Itulah sebabnya, dia mendorong dipertahankannya kebijakan yang melindungi para pekerja perempuan ini, termasuk juga regulasi terhadap industri SKT yang menaunginya. Industri SKT dapat menjadi wadah pemberdayaan perempuan yang mendorong kemandirian para pekerja SKT.

Eksistensi industri SKT dan pekerjanya yang ada saat ini perlu dilindungi melalui kebijakan yang berpihak pada keberlanjutan industri yang padat karya serta peningkatan kualitas dan kesejahteraan pekerjanya.
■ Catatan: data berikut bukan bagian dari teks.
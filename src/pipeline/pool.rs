// src/pipeline/pool.rs

//! Bounded-concurrency task pool.
//!
//! Units are plain futures; nothing runs until [`TaskPool::run_all`] admits
//! them. At most `capacity` units are in flight at any instant, each holding
//! one semaphore permit that it releases when it finishes. The backlog may
//! grow while the pool drains: a [`PoolHandle`] can be moved into a running
//! unit and used to submit more work, and `run_all` keeps going until it
//! observes an empty backlog with nothing in flight.
//!
//! A failing or panicking unit never affects its siblings; its outcome is
//! recorded as an `Err` in its own result slot.

use std::any::Any;
use std::collections::VecDeque;
use std::future::Future;
use std::panic::AssertUnwindSafe;
use std::sync::{Arc, Mutex, PoisonError};

use futures::FutureExt;
use futures::future::BoxFuture;
use tokio::sync::{Notify, Semaphore};
use tokio::task::JoinSet;

use crate::error::{AppError, Result};

type Unit<T> = BoxFuture<'static, Result<T>>;

/// Pending units in submission order.
struct Backlog<T> {
    pending: VecDeque<(usize, Unit<T>)>,
    submitted: usize,
}

struct Shared<T> {
    backlog: Mutex<Backlog<T>>,
    submitted: Notify,
}

impl<T> Shared<T> {
    fn push(&self, unit: Unit<T>) {
        {
            let mut backlog = self.backlog.lock().unwrap_or_else(PoisonError::into_inner);
            let index = backlog.submitted;
            backlog.submitted += 1;
            backlog.pending.push_back((index, unit));
        }
        self.submitted.notify_one();
    }

    fn pop(&self) -> Option<(usize, Unit<T>)> {
        self.backlog
            .lock()
            .unwrap_or_else(PoisonError::into_inner)
            .pending
            .pop_front()
    }

    fn pending(&self) -> usize {
        self.backlog
            .lock()
            .unwrap_or_else(PoisonError::into_inner)
            .pending
            .len()
    }
}

/// Bounded-concurrency executor returning results in submission order.
pub struct TaskPool<T> {
    capacity: usize,
    slots: Arc<Semaphore>,
    shared: Arc<Shared<T>>,
}

/// Cloneable submitter for a [`TaskPool`], usable from inside running units.
pub struct PoolHandle<T> {
    shared: Arc<Shared<T>>,
}

impl<T> Clone for PoolHandle<T> {
    fn clone(&self) -> Self {
        Self {
            shared: Arc::clone(&self.shared),
        }
    }
}

impl<T: Send + 'static> PoolHandle<T> {
    /// Enqueue one unit.
    pub fn submit<F>(&self, unit: F)
    where
        F: Future<Output = Result<T>> + Send + 'static,
    {
        self.shared.push(Box::pin(unit));
    }
}

impl<T: Send + 'static> TaskPool<T> {
    /// Create a pool running at most `capacity` units at once.
    pub fn new(capacity: usize) -> Result<Self> {
        if capacity == 0 {
            return Err(AppError::PoolConfiguration(
                "capacity must be a positive integer".into(),
            ));
        }

        Ok(Self {
            capacity,
            slots: Arc::new(Semaphore::new(capacity)),
            shared: Arc::new(Shared {
                backlog: Mutex::new(Backlog {
                    pending: VecDeque::new(),
                    submitted: 0,
                }),
                submitted: Notify::new(),
            }),
        })
    }

    pub fn capacity(&self) -> usize {
        self.capacity
    }

    /// Number of units waiting for a slot.
    pub fn pending(&self) -> usize {
        self.shared.pending()
    }

    /// A submitter that can be moved into units.
    pub fn handle(&self) -> PoolHandle<T> {
        PoolHandle {
            shared: Arc::clone(&self.shared),
        }
    }

    /// Enqueue one unit.
    pub fn submit<F>(&self, unit: F)
    where
        F: Future<Output = Result<T>> + Send + 'static,
    {
        self.shared.push(Box::pin(unit));
    }

    /// Drain the backlog, returning one result per submitted unit.
    ///
    /// Results are ordered by submission, not completion. Units submitted
    /// through a [`PoolHandle`] while the drain is in progress are included.
    pub async fn run_all(self) -> Vec<Result<T>> {
        let mut running: JoinSet<(usize, Result<T>)> = JoinSet::new();
        let mut results: Vec<Option<Result<T>>> = Vec::new();

        loop {
            // Admit pending units while slots are free, oldest first.
            while let Ok(permit) = Arc::clone(&self.slots).try_acquire_owned() {
                let Some((index, unit)) = self.shared.pop() else {
                    break;
                };

                running.spawn(async move {
                    let result = AssertUnwindSafe(unit)
                        .catch_unwind()
                        .await
                        .unwrap_or_else(|panic| Err(AppError::TaskPanicked(panic_message(&panic))));
                    drop(permit);
                    (index, result)
                });
            }

            // Every slot is free and the backlog is empty.
            if running.is_empty() {
                break;
            }

            tokio::select! {
                joined = running.join_next() => match joined {
                    Some(Ok((index, result))) => {
                        if results.len() <= index {
                            results.resize_with(index + 1, || None);
                        }
                        results[index] = Some(result);
                    }
                    Some(Err(e)) => log::error!("Pool unit aborted: {e}"),
                    None => {}
                },
                _ = self.shared.submitted.notified() => {}
            }
        }

        let total = self.shared.backlog.lock().unwrap_or_else(PoisonError::into_inner).submitted;
        results.resize_with(total, || None);
        results
            .into_iter()
            .map(|slot| slot.unwrap_or_else(|| Err(AppError::TaskPanicked("unit aborted".into()))))
            .collect()
    }
}

fn panic_message(panic: &Box<dyn Any + Send>) -> String {
    if let Some(s) = panic.downcast_ref::<&str>() {
        (*s).to_string()
    } else if let Some(s) = panic.downcast_ref::<String>() {
        s.clone()
    } else {
        "unknown panic".to_string()
    }
}
//! Utility functions and helpers.

pub mod http;
pub mod report;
Mike menilai pemerintah perlu terus memastikan agar implementasi kebijakan perlindungan sektor padat karya dapat berjalan dengan baik.

Sementara itu, pihak Dewan Perwakilan Rakyat (DPR) mengingatkan pemerintah agar bijak dalam menetapkan kebijakan untuk sektor padat karya antara lain kebijakan cukai hasil tembakau (CHT) di tahun 2023. Kenaikan tarif yang terlampau tinggi akan merugikan berbagai pihak, termasuk tenaga kerja di IHT dan seluruh mata rantai industri sehingga berpotensi memunculkan permasalahan di kemudian hari.

Anggota Komisi XI DPR RI Willy Aditya mengatakan, pemerintah perlu berhati-hati terkait kebijakan CHT yang melibatkan berbagai komponen di dalamnya, termasuk pekerja pelinting SKT. 

Willy juga menegaskan pemerintah perlu melihat CHT dalam bingkai yang seimbang antara sumbangan pendapatan bagi Anggaran Pendapatan dan Belanja Negara (APBN) dan kontribusinya bagi mata rantai pemangku kepentingan IHT.

”Saya berkeyakinan pemerintah akan bijak menentukan kewajaran angka kenaikan cukai hasil tembakau. Proyeksi-proyeksi ekonomi yang dipatok pemerintah juga perlu menjadi pertimbangan apakah perlu atau tidaknya menaikkan CHT,” tegasnya.